Hatidza Mehmedovic, whose husband and two sons were slain by Serb forces during the Srebrenica massacre, said she hoped the delay would not be too long.

"We are worried he won't live to see justice," Mrs Mehmedovic said in the tribunal's lobby as she prepared to make the long trek back to Srebrenica.

Her fears are not without reason. Mladic, now 70, suffered three strokes during his 15 years as a fugitive, his lawyer says.

In another case that suffered repeated delays, former Yugoslav President Slobodan Milosevic died of a heart attack in 2006 before judges could deliver a verdict in his trial that dragged on for four years.

However, the delays in Milosevic's trial were largely caused by his ill health and his lengthy political grandstanding while acting as his own defence lawyer.

Suspects like Milosevic and his Bosnian Serb counterpart Radovan Karadzic - whose trial is at its half-way stage after starting in October 2009 - "seek to use the criminal process as a platform to expound their views and rewrite history in a way that is favourable to them," said Mr Dicker.

Earlier, prosecutors wrapped up their opening statement in Mladic's genocide trial by recounting in painstaking and chilling detail his forces' systematic slayings in Srebrenica in July 1995.

Mladic's army "carried out their murderous orders with ... dedication and military efficiency," prosecutor Peter McCloskey said.

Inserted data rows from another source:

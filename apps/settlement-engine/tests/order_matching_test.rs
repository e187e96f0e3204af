//! Order intake and matching against the in-memory book.

#![allow(clippy::unwrap_used, clippy::expect_used)]

mod common;

use chrono::{TimeZone, Utc};
use rust_decimal_macros::dec;

use common::{TestEngine, date, only, request};
use settlement_engine::application::ports::{ClockPort, UnitOfWork};
use settlement_engine::domain::order_execution::{
    CreateOrderCommand, Order, OrderEvent, OrderSide, OrderStatus, OrderType,
};
use settlement_engine::domain::shared::{BatchId, CustomerId, Lots, Money, Timestamp};
use settlement_engine::error::ErrorCode;

#[tokio::test]
async fn buy_sweeps_two_price_levels_in_price_order() {
    let engine = TestEngine::new().await;
    let buyer = engine.customer(1, dec!(10000), 0);
    let cheap_seller = engine.customer(2, dec!(0), 100);
    let dear_seller = engine.customer(3, dec!(0), 40);

    // The dearer level is entered first; price still wins over time.
    let dear = engine.limit(dear_seller, OrderSide::Sell, 40, dec!(10.00)).await;
    let cheap = engine.limit(cheap_seller, OrderSide::Sell, 60, dec!(9.50)).await;
    let buy = engine.limit(buyer, OrderSide::Buy, 100, dec!(10.00)).await;

    assert_eq!(buy.status, OrderStatus::Filled);
    assert_eq!(buy.filled_lots, 100);
    assert_eq!(engine.orders.get_order(cheap.order_id).unwrap().status, OrderStatus::Filled);
    assert_eq!(engine.orders.get_order(dear.order_id).unwrap().status, OrderStatus::Filled);

    let executions = engine
        .store
        .transact(|tx| Ok(tx.find_executions_by_order(buy.order_id)?))
        .unwrap();
    assert_eq!(executions.len(), 2);
    assert_eq!(executions[0].lots(), Lots::new(60));
    assert_eq!(executions[0].price(), Money::new(dec!(9.50)));
    assert_eq!(executions[0].commission(), Money::new(dec!(0.57)));
    assert_eq!(executions[1].lots(), Lots::new(40));
    assert_eq!(executions[1].price(), Money::new(dec!(10.00)));
    assert_eq!(executions[1].commission(), Money::new(dec!(0.40)));
    assert!(executions.iter().all(|e| e.settlement_date() == date(2024, 3, 12)));

    // Cash stays reserved until settlement.
    let account = engine.account(buyer);
    assert_eq!(account.balance(), Money::new(dec!(10000)));
    assert_eq!(account.blocked_balance(), Money::new(dec!(1001)));

    let holding = engine.holding(1).unwrap();
    assert_eq!(holding.total_lots(), Lots::new(100));
    assert_eq!(holding.blocked_lots(), Lots::new(100));
    assert_eq!(holding.average_cost(), Money::new(dec!(9.7)));

    let executed = engine
        .events
        .events()
        .into_iter()
        .filter(|e| matches!(e, OrderEvent::Executed(_)))
        .count();
    assert_eq!(executed, 4);
    engine.assert_invariants();
}

#[tokio::test]
async fn equal_prices_fill_the_earlier_order_first() {
    let engine = TestEngine::new().await;
    let a = engine.customer(1, dec!(0), 10);
    let b = engine.customer(2, dec!(0), 10);
    let buyer = engine.customer(3, dec!(1000), 0);

    let first = engine.limit(a, OrderSide::Sell, 5, dec!(10.00)).await;
    engine
        .clock
        .set(Utc.with_ymd_and_hms(2024, 3, 8, 7, 31, 0).unwrap());
    let second = engine.limit(b, OrderSide::Sell, 5, dec!(10.00)).await;
    engine.limit(buyer, OrderSide::Buy, 1, dec!(10.00)).await;

    let first = engine.orders.get_order(first.order_id).unwrap();
    let second = engine.orders.get_order(second.order_id).unwrap();
    assert_eq!(first.status, OrderStatus::PartiallyFilled);
    assert_eq!(first.filled_lots, 1);
    assert_eq!(second.status, OrderStatus::Active);
    assert_eq!(second.filled_lots, 0);
}

#[tokio::test]
async fn incoming_sell_executes_at_resting_buy_price() {
    let engine = TestEngine::new().await;
    let buyer = engine.customer(1, dec!(1000), 0);
    let seller = engine.customer(2, dec!(0), 10);

    let buy = engine.limit(buyer, OrderSide::Buy, 10, dec!(10.00)).await;
    let sell = engine.limit(seller, OrderSide::Sell, 10, dec!(9.80)).await;

    assert_eq!(sell.status, OrderStatus::Filled);
    let executions = engine
        .store
        .transact(|tx| Ok(tx.find_executions_by_order(buy.order_id)?))
        .unwrap();
    assert_eq!(executions[0].price(), Money::new(dec!(10.00)));
}

#[tokio::test]
async fn non_crossing_orders_rest_in_the_book() {
    let engine = TestEngine::new().await;
    let buyer = engine.customer(1, dec!(1000), 0);
    let seller = engine.customer(2, dec!(0), 10);

    let sell = engine.limit(seller, OrderSide::Sell, 10, dec!(10.50)).await;
    let buy = engine.limit(buyer, OrderSide::Buy, 10, dec!(10.00)).await;

    assert_eq!(sell.status, OrderStatus::Active);
    assert_eq!(buy.status, OrderStatus::Active);
    assert_eq!(engine.holding(2).unwrap().blocked_lots(), Lots::new(10));
    engine.assert_invariants();
}

#[tokio::test]
async fn insufficient_balance_rejects_without_reserving() {
    let engine = TestEngine::new().await;
    let poor = engine.customer(1, dec!(500), 0);
    let rich = engine.customer(2, dec!(5000), 0);

    let response = engine
        .orders
        .create_bulk_order(request(
            OrderSide::Buy,
            OrderType::Limit,
            Some(dec!(10.00)),
            &[(poor, 100), (rich, 100)],
        ))
        .await
        .unwrap();

    assert_eq!(response.orders.len(), 2);
    assert_eq!(response.rejected().count(), 1);
    assert_eq!(response.accepted().count(), 1);
    let rejected = response.rejected().next().unwrap();
    assert_eq!(rejected.customer_account_id, poor);
    assert!(rejected.status_reason.is_some());

    let account = engine.account(poor);
    assert_eq!(account.balance(), Money::new(dec!(500)));
    assert_eq!(account.blocked_balance(), Money::ZERO);
    assert!(engine.store.snapshot().ledger().iter().all(|row| row.account_id != poor));
    assert_eq!(engine.account(rich).blocked_balance(), Money::new(dec!(1001)));
}

#[tokio::test]
async fn selling_more_than_held_is_rejected() {
    let engine = TestEngine::new().await;
    let seller = engine.customer(1, dec!(0), 10);

    let sell = engine.limit(seller, OrderSide::Sell, 11, dec!(10.00)).await;

    assert_eq!(sell.status, OrderStatus::Rejected);
    assert_eq!(engine.holding(1).unwrap().blocked_lots(), Lots::ZERO);
}

#[tokio::test]
async fn off_tick_price_is_a_validation_error() {
    let engine = TestEngine::new().await;
    let buyer = engine.customer(1, dec!(1000), 0);

    let err = engine
        .orders
        .create_bulk_order(request(OrderSide::Buy, OrderType::Limit, Some(dec!(19.995)), &[(buyer, 1)]))
        .await
        .unwrap_err();

    assert_eq!(err.code(), ErrorCode::InvalidTickSize);
    assert!(engine.store.snapshot().orders().next().is_none());
}

#[tokio::test]
async fn empty_or_zero_lot_requests_are_refused() {
    let engine = TestEngine::new().await;
    let buyer = engine.customer(1, dec!(1000), 0);

    let empty = engine
        .orders
        .create_bulk_order(request(OrderSide::Buy, OrderType::Limit, Some(dec!(10)), &[]))
        .await
        .unwrap_err();
    assert_eq!(empty.code(), ErrorCode::InvalidRequest);

    let zero = engine
        .orders
        .create_bulk_order(request(OrderSide::Buy, OrderType::Limit, Some(dec!(10)), &[(buyer, 0)]))
        .await
        .unwrap_err();
    assert_eq!(zero.code(), ErrorCode::InvalidRequest);
}

#[tokio::test]
async fn unknown_asset_is_not_found() {
    let engine = TestEngine::new().await;
    let buyer = engine.customer(1, dec!(1000), 0);
    let mut req = request(OrderSide::Buy, OrderType::Limit, Some(dec!(10)), &[(buyer, 1)]);
    req.bist_code = "NOPE".to_string();

    let err = engine.orders.create_bulk_order(req).await.unwrap_err();
    assert_eq!(err.code(), ErrorCode::NotFound);
}

#[tokio::test]
async fn market_buy_locks_live_price_and_fills_at_resting_price() {
    let engine = TestEngine::new().await;
    let buyer = engine.customer(1, dec!(1000), 0);
    let seller = engine.customer(2, dec!(0), 10);
    engine.limit(seller, OrderSide::Sell, 10, dec!(9.80)).await;
    engine.prices.set_price("garan", Money::new(dec!(10.00)));

    let response = engine
        .orders
        .create_bulk_order(request(OrderSide::Buy, OrderType::Market, None, &[(buyer, 10)]))
        .await
        .unwrap();
    let buy = only(&response);

    assert_eq!(buy.status, OrderStatus::Filled);
    assert_eq!(buy.locked_price, dec!(10.00));
    let executions = engine
        .store
        .transact(|tx| Ok(tx.find_executions_by_order(buy.order_id)?))
        .unwrap();
    assert_eq!(executions[0].price(), Money::new(dec!(9.80)));
    assert_eq!(executions[0].locked_price(), Money::new(dec!(10.00)));
    engine.assert_invariants();
}

#[tokio::test]
async fn market_order_without_live_price_is_refused() {
    let engine = TestEngine::new().await;
    let buyer = engine.customer(1, dec!(1000), 0);

    let err = engine
        .orders
        .create_bulk_order(request(OrderSide::Buy, OrderType::Market, None, &[(buyer, 10)]))
        .await
        .unwrap_err();

    assert!(matches!(err, settlement_engine::EngineError::Validation { .. }));
}

#[tokio::test]
async fn weekend_orders_are_refused_even_with_override() {
    let engine = TestEngine::new().await;
    let buyer = engine.customer(1, dec!(1000), 0);
    // Saturday
    engine
        .clock
        .set(Utc.with_ymd_and_hms(2024, 3, 9, 8, 0, 0).unwrap());
    engine.session.set_trading_override(true);

    let err = engine
        .orders
        .create_bulk_order(request(OrderSide::Buy, OrderType::Limit, Some(dec!(10)), &[(buyer, 1)]))
        .await
        .unwrap_err();

    assert_eq!(err.code(), ErrorCode::MarketClosed);
}

#[tokio::test]
async fn override_opens_the_evening_session() {
    let engine = TestEngine::new().await;
    let buyer = engine.customer(1, dec!(1000), 0);
    // Friday 21:00 local
    engine
        .clock
        .set(Utc.with_ymd_and_hms(2024, 3, 8, 18, 0, 0).unwrap());

    let queued = engine
        .orders
        .create_bulk_order(request(OrderSide::Buy, OrderType::Limit, Some(dec!(10)), &[(buyer, 1)]))
        .await
        .unwrap();
    assert_eq!(only(&queued).status, OrderStatus::Queued);
    assert_eq!(engine.account(buyer).blocked_balance(), Money::new(dec!(10.01)));

    engine.session.set_trading_override(true);
    let response = engine
        .orders
        .create_bulk_order(request(OrderSide::Buy, OrderType::Limit, Some(dec!(10)), &[(buyer, 1)]))
        .await
        .unwrap();
    assert_eq!(only(&response).status, OrderStatus::Active);
}

#[tokio::test]
async fn rematch_fills_crossing_orders_entered_without_matching() {
    let engine = TestEngine::new().await;
    let buyer = engine.customer(1, dec!(1000), 0);
    let seller = engine.customer(2, dec!(0), 10);

    // Stage a crossed book directly, as if a price move made it cross.
    let now = Timestamp::new(engine.clock.now());
    let (buy_id, sell_id) = engine
        .store
        .transact(|tx| {
            let mut ids = Vec::new();
            for (account, side, price) in [
                (buyer, OrderSide::Buy, dec!(10.00)),
                (seller, OrderSide::Sell, dec!(9.90)),
            ] {
                let id = tx.next_order_id();
                let mut order = Order::new(
                    id,
                    CreateOrderCommand {
                        batch_id: BatchId::new("staged"),
                        customer_account_id: account,
                        customer_id: CustomerId::new(account.value()),
                        asset_id: common::ASSET,
                        side,
                        order_type: OrderType::Limit,
                        lots: Lots::new(10),
                        price: Money::new(price),
                        created_by: None,
                    },
                    now,
                )?;
                tx.insert_order(&order)?;
                engine.ledger.reserve_for_order(tx, &order, common::RATE, now)?;
                order.activate(now)?;
                tx.update_order(&mut order)?;
                ids.push(order.id());
            }
            Ok((ids[0], ids[1]))
        })
        .unwrap();

    let fills = engine
        .orders
        .try_to_match_orders_immediately(&[buy_id])
        .await
        .unwrap();

    assert_eq!(fills, 1);
    assert_eq!(engine.orders.get_order(buy_id).unwrap().status, OrderStatus::Filled);
    assert_eq!(engine.orders.get_order(sell_id).unwrap().status, OrderStatus::Filled);
    engine.assert_invariants();
}

#[tokio::test]
async fn split_fills_stay_within_the_reservation() {
    let engine = TestEngine::new().await;
    // 3 lots at 1.05 reserve 3.15 plus 0.0032 commission; nothing spare.
    let buyer = engine.customer(1, dec!(3.1532), 0);
    let mut sells = Vec::new();
    for id in 2..=4 {
        let seller = engine.customer(id, dec!(0), 1);
        sells.push(engine.limit(seller, OrderSide::Sell, 1, dec!(1.05)).await);
    }

    let buy = engine.limit(buyer, OrderSide::Buy, 3, dec!(1.05)).await;

    assert_eq!(buy.status, OrderStatus::Filled);
    for sell in &sells {
        assert_eq!(engine.orders.get_order(sell.order_id).unwrap().status, OrderStatus::Filled);
    }
    let commissions: Money = engine
        .store
        .transact(|tx| Ok(tx.find_executions_by_order(buy.order_id)?))
        .unwrap()
        .iter()
        .map(|e| e.commission())
        .sum();
    assert_eq!(commissions, Money::new(dec!(0.0032)));
    assert_eq!(engine.account(buyer).blocked_balance(), Money::new(dec!(3.1532)));
    engine.assert_invariants();
}

#[tokio::test]
async fn order_value_beyond_decimal_range_is_a_validation_error() {
    let engine = TestEngine::new().await;
    let buyer = engine.customer(1, dec!(1000), 0);

    let err = engine
        .orders
        .create_bulk_order(request(
            OrderSide::Buy,
            OrderType::Limit,
            Some(dec!(20000000000000000000000000000)),
            &[(buyer, 10)],
        ))
        .await
        .unwrap_err();

    assert_eq!(err.code(), ErrorCode::InvalidRequest);
    assert!(engine.store.snapshot().orders().next().is_none());
    assert!(engine.store.snapshot().ledger().is_empty());
}
#[cfg(test)]
mod tests {
    use super::*;
    use rust_decimal_macros::dec;

    fn make_command(side: OrderSide, lots: u32, price: Money) -> CreateOrderCommand {
        CreateOrderCommand {
            batch_id: BatchId::new("batch-1"),
            customer_account_id: AccountId::new(1),
            customer_id: CustomerId::new(1),
            asset_id: AssetId::new(1),
            side,
            order_type: OrderType::Limit,
            lots: Lots::new(lots),
            price,
            created_by: None,
        }
    }

    fn make_active_order(lots: u32) -> Order {
        let mut order = Order::new(
            OrderId::new(1),
            make_command(OrderSide::Buy, lots, Money::new(dec!(10.00))),
            Timestamp::now(),
        )
        .unwrap();
        order.activate(Timestamp::now()).unwrap();
        order
    }

    // ========================================================================
    // Creation
    // ========================================================================

    #[test]
    fn new_order_is_queued() {
        let order = Order::new(
            OrderId::new(7),
            make_command(OrderSide::Sell, 10, Money::new(dec!(19.99))),
            Timestamp::now(),
        )
        .unwrap();
        assert_eq!(order.status(), OrderStatus::Queued);
        assert_eq!(order.remaining_lots(), Lots::new(10));
        assert_eq!(order.version(), 0);
        assert_eq!(order.limit_price(), Some(Money::new(dec!(19.99))));
    }

    #[test]
    fn off_tick_limit_is_rejected() {
        let result = Order::new(
            OrderId::new(1),
            make_command(OrderSide::Buy, 10, Money::new(dec!(19.995))),
            Timestamp::now(),
        );
        assert!(matches!(result, Err(OrderError::InvalidTickSize { .. })));
    }

    #[test]
    fn market_order_skips_tick_check() {
        let mut cmd = make_command(OrderSide::Buy, 10, Money::new(dec!(19.995)));
        cmd.order_type = OrderType::Market;
        let order = Order::new(OrderId::new(1), cmd, Timestamp::now()).unwrap();
        assert_eq!(order.limit_price(), None);
        assert_eq!(order.locked_price(), Money::new(dec!(19.995)));
    }

    #[test]
    fn zero_lots_rejected() {
        let result = Order::new(
            OrderId::new(1),
            make_command(OrderSide::Buy, 0, Money::new(dec!(10))),
            Timestamp::now(),
        );
        assert!(matches!(result, Err(OrderError::InvalidParameters { .. })));
    }

    // ========================================================================
    // Fills
    // ========================================================================

    #[test]
    fn partial_then_full_fill() {
        let mut order = make_active_order(100);

        let status = order.apply_fill(Lots::new(60), Timestamp::now()).unwrap();
        assert_eq!(status, OrderStatus::PartiallyFilled);
        assert_eq!(order.remaining_lots(), Lots::new(40));

        let status = order.apply_fill(Lots::new(40), Timestamp::now()).unwrap();
        assert_eq!(status, OrderStatus::Filled);
        assert_eq!(order.filled_lots(), order.initial_lots());
    }

    #[test]
    fn overfill_is_refused() {
        let mut order = make_active_order(10);
        let err = order.apply_fill(Lots::new(11), Timestamp::now()).unwrap_err();
        assert!(matches!(err, OrderError::Overfill { .. }));
        assert_eq!(order.filled_lots(), Lots::ZERO);
    }

    #[test]
    fn queued_order_cannot_fill() {
        let mut order = Order::new(
            OrderId::new(1),
            make_command(OrderSide::Buy, 10, Money::new(dec!(10))),
            Timestamp::now(),
        )
        .unwrap();
        assert!(order.apply_fill(Lots::new(1), Timestamp::now()).is_err());
    }

    // ========================================================================
    // Cancel / amend
    // ========================================================================

    #[test]
    fn cancel_returns_remainder() {
        let mut order = make_active_order(100);
        order.apply_fill(Lots::new(30), Timestamp::now()).unwrap();
        let cancelled = order.cancel(Timestamp::now()).unwrap();
        assert_eq!(cancelled, Lots::new(70));
        assert_eq!(order.status(), OrderStatus::Cancelled);
    }

    #[test]
    fn queued_order_cancels_in_full() {
        let mut order = Order::new(
            OrderId::new(1),
            make_command(OrderSide::Sell, 25, Money::new(dec!(10))),
            Timestamp::now(),
        )
        .unwrap();
        assert_eq!(order.cancel(Timestamp::now()).unwrap(), Lots::new(25));
        assert_eq!(order.status(), OrderStatus::Cancelled);
    }

    #[test]
    fn filled_order_cannot_cancel() {
        let mut order = make_active_order(10);
        order.apply_fill(Lots::new(10), Timestamp::now()).unwrap();
        assert_eq!(
            order.cancel(Timestamp::now()),
            Err(OrderError::NotCancellable {
                status: OrderStatus::Filled
            })
        );
    }

    #[test]
    fn amend_below_filled_is_refused() {
        let mut order = make_active_order(100);
        order.apply_fill(Lots::new(50), Timestamp::now()).unwrap();
        let err = order
            .amend(OrderType::Limit, Money::new(dec!(10)), Lots::new(50), Timestamp::now())
            .unwrap_err();
        assert!(matches!(err, OrderError::LotsBelowFilled { .. }));
    }

    #[test]
    fn amend_updates_price_and_lots() {
        let mut order = make_active_order(100);
        order
            .amend(OrderType::Limit, Money::new(dec!(10.50)), Lots::new(120), Timestamp::now())
            .unwrap();
        assert_eq!(order.locked_price(), Money::new(dec!(10.50)));
        assert_eq!(order.initial_lots(), Lots::new(120));
    }

    #[test]
    fn reject_records_reason() {
        let mut order = Order::new(
            OrderId::new(1),
            make_command(OrderSide::Buy, 10, Money::new(dec!(10))),
            Timestamp::now(),
        )
        .unwrap();
        order.reject("insufficient balance", Timestamp::now()).unwrap();
        assert_eq!(order.status(), OrderStatus::Rejected);
        assert_eq!(order.status_reason(), Some("insufficient balance"));
    }
}
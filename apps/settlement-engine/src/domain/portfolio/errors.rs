//! Ledger errors.

use crate::domain::shared::{AccountId, AssetId, CustomerId, Lots, Money};

/// Errors raised by balance and holding mutations.
#[derive(Debug, Clone, PartialEq, Eq, thiserror::Error)]
pub enum LedgerError {
    /// A mutation amount or quantity was not strictly positive.
    #[error("Invalid transaction amount for '{field}': {message}")]
    InvalidTransactionAmount {
        /// Argument name.
        field: String,
        /// Error message.
        message: String,
    },

    /// Free balance does not cover the request.
    #[error("Insufficient available balance on account {account_id}: required {required}, available {available}")]
    InsufficientAvailableBalance {
        /// Account.
        account_id: AccountId,
        /// Amount requested.
        required: Money,
        /// Balance minus blocked balance.
        available: Money,
    },

    /// Free lots do not cover the request.
    #[error("Insufficient available lots of asset {asset_id} for customer {customer_id}: required {required}, available {available}")]
    InsufficientAvailableAsset {
        /// Customer.
        customer_id: CustomerId,
        /// Asset.
        asset_id: AssetId,
        /// Lots requested.
        required: Lots,
        /// Total minus blocked lots.
        available: Lots,
    },

    /// Blocked lots do not cover a delivery.
    #[error("Blocked lots of asset {asset_id} for customer {customer_id} cannot cover delivery: required {required}, blocked {blocked}")]
    InsufficientBlockedAsset {
        /// Customer.
        customer_id: CustomerId,
        /// Asset.
        asset_id: AssetId,
        /// Lots to deliver.
        required: Lots,
        /// Lots currently blocked.
        blocked: Lots,
    },

    /// Account is closed or suspended.
    #[error("Account {account_id} is not active")]
    InactiveAccount {
        /// Account.
        account_id: AccountId,
    },
}

impl LedgerError {
    pub(crate) fn invalid_amount(err: &crate::domain::shared::DomainError, field: &str) -> Self {
        Self::InvalidTransactionAmount {
            field: field.to_string(),
            message: err.to_string(),
        }
    }
}
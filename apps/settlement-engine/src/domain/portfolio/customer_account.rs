//! Customer cash account.
//!
//! Invariant: `0 <= blocked_balance <= balance` after every operation.

use serde::{Deserialize, Serialize};

use super::LedgerError;
use crate::domain::shared::{AccountId, CustomerId, Money};

/// A customer's cash account.
#[derive(Debug, Clone, PartialEq, Eq, Serialize, Deserialize)]
pub struct CustomerAccount {
    id: AccountId,
    customer_id: CustomerId,
    account_number: String,
    balance: Money,
    blocked_balance: Money,
    active: bool,
    version: u64,
}

impl CustomerAccount {
    /// Open an account with an initial balance and nothing blocked.
    #[must_use]
    pub fn open(
        id: AccountId,
        customer_id: CustomerId,
        account_number: impl Into<String>,
        balance: Money,
    ) -> Self {
        Self {
            id,
            customer_id,
            account_number: account_number.into(),
            balance: balance.floor_zero(),
            blocked_balance: Money::ZERO,
            active: true,
            version: 0,
        }
    }

    /// Account ID.
    #[must_use]
    pub const fn id(&self) -> AccountId {
        self.id
    }

    /// Owning customer.
    #[must_use]
    pub const fn customer_id(&self) -> CustomerId {
        self.customer_id
    }

    /// Account number.
    #[must_use]
    pub fn account_number(&self) -> &str {
        &self.account_number
    }

    /// Total cash.
    #[must_use]
    pub const fn balance(&self) -> Money {
        self.balance
    }

    /// Cash reserved against open orders and unsettled buys.
    #[must_use]
    pub const fn blocked_balance(&self) -> Money {
        self.blocked_balance
    }

    /// Cash free for new reservations or withdrawal.
    #[must_use]
    pub fn available_balance(&self) -> Money {
        self.balance - self.blocked_balance
    }

    /// Whether the account accepts mutations.
    #[must_use]
    pub const fn is_active(&self) -> bool {
        self.active
    }

    /// Optimistic concurrency version.
    #[must_use]
    pub const fn version(&self) -> u64 {
        self.version
    }

    /// Fail unless the account is active.
    pub fn ensure_active(&self) -> Result<(), LedgerError> {
        if self.active {
            Ok(())
        } else {
            Err(LedgerError::InactiveAccount { account_id: self.id })
        }
    }

    /// Suspend or reinstate the account.
    pub fn set_active(&mut self, active: bool) {
        self.active = active;
    }

    /// Reserve `amount` of free cash.
    pub fn block(&mut self, amount: Money) -> Result<(), LedgerError> {
        Self::validate(amount, "block_amount")?;
        let available = self.available_balance();
        if available < amount {
            return Err(LedgerError::InsufficientAvailableBalance {
                account_id: self.id,
                required: amount,
                available,
            });
        }
        self.blocked_balance = self.blocked_balance + amount;
        Ok(())
    }

    /// Release up to `amount` of blocked cash; returns what was released.
    pub fn unblock(&mut self, amount: Money) -> Result<Money, LedgerError> {
        Self::validate(amount, "unblock_amount")?;
        let released = amount.min(self.blocked_balance);
        self.blocked_balance = self.blocked_balance - released;
        Ok(released)
    }

    /// Release everything blocked; returns the released amount.
    pub fn unblock_all(&mut self) -> Money {
        let released = self.blocked_balance;
        self.blocked_balance = Money::ZERO;
        released
    }

    /// Add cash.
    pub fn credit(&mut self, amount: Money) -> Result<(), LedgerError> {
        Self::validate(amount, "credit_amount")?;
        self.balance = self.balance + amount;
        Ok(())
    }

    /// Remove free cash.
    pub fn debit(&mut self, amount: Money) -> Result<(), LedgerError> {
        Self::validate(amount, "debit_amount")?;
        let available = self.available_balance();
        if available < amount {
            return Err(LedgerError::InsufficientAvailableBalance {
                account_id: self.id,
                required: amount,
                available,
            });
        }
        self.balance = self.balance - amount;
        Ok(())
    }

    /// Advance the version after a successful compare-and-swap write.
    ///
    /// Called by storage adapters only.
    pub const fn advance_version(&mut self) {
        self.version += 1;
    }

    fn validate(amount: Money, field: &str) -> Result<(), LedgerError> {
        amount
            .ensure_positive(field)
            .map_err(|e| LedgerError::invalid_amount(&e, field))
    }
}
//! Tracing Setup
//!
//! Installs the global `tracing` subscriber from [`LoggingConfig`].
//!
//! `RUST_LOG` replaces the configured filter entirely. Otherwise the
//! filter is the base level plus the configured per-module directives.
//!
//! # Usage
//!
//! ```rust,ignore
//! use settlement_engine::telemetry::init_tracing;
//!
//! let config = load_config(None)?;
//! init_tracing(&config.logging)?;
//! ```

use tracing_subscriber::EnvFilter;
use tracing_subscriber::fmt::format::FmtSpan;

use crate::config::{ConfigError, LogFormat, LoggingConfig};

/// Filter from `RUST_LOG`, falling back to level plus directives.
fn env_filter(logging: &LoggingConfig) -> Result<EnvFilter, ConfigError> {
    if let Ok(filter) = EnvFilter::try_from_default_env() {
        return Ok(filter);
    }
    Ok(logging
        .parsed_directives()?
        .into_iter()
        .fold(EnvFilter::new(&logging.level), EnvFilter::add_directive))
}

/// Install the global subscriber.
///
/// Fails if a subscriber is already installed.
pub fn init_tracing(
    logging: &LoggingConfig,
) -> Result<(), Box<dyn std::error::Error + Send + Sync + 'static>> {
    let span_events = if logging.span_timings {
        FmtSpan::CLOSE
    } else {
        FmtSpan::NONE
    };

    let builder = tracing_subscriber::fmt()
        .with_env_filter(env_filter(logging)?)
        .with_span_events(span_events);

    match logging.format {
        LogFormat::Pretty => builder.pretty().try_init()?,
        LogFormat::Json => builder
            .json()
            .with_current_span(true)
            .with_span_list(false)
            .try_init()?,
    }

    tracing::info!(
        level = %logging.level,
        format = %logging.format,
        directives = logging.directives.len(),
        "Tracing initialized"
    );
    Ok(())
}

Mladic showed no emotion as Mr McCloskey showed a fleeting video of what he said were the bodies executed Muslim men piled in front of a bullet-riddled wall.

Mr McCloskey outlined how Mladic's forces summoned buses and trucks from across Bosnia to transport women and girls out of the Srebrenica enclave. The Muslim men and boys were then driven to remote locations and gunned down by firing squads, their bodies ploughed into mass graves.

Mr McCloskey said the remains - sometimes no more than a couple of bones - of 5,977 victims have been exhumed so far. Estimates of the dead run to 8,000.

He also showed photographs of an exposed mass grave to underscore the point that the victims were not war casualties. One photo showed a skull, its teeth exposed and its eyes covered by a blindfold. Another showed a pair of hands bound with a strip of cloth behind a body's back.

In a video, a bullish Mladic was seen strutting through the deserted streets of Srebrenica and berating the commander of Dutch UN peacekeepers.

It was all too much for Mrs Mehmedovic, who wept in the court's lobby.

"I buried both of my sons and my husband. Now I live alone with memories of my children," she said. "I would never wish even Mladic to go through what I go through. Not Mladic or Karadzic. Let God judge them."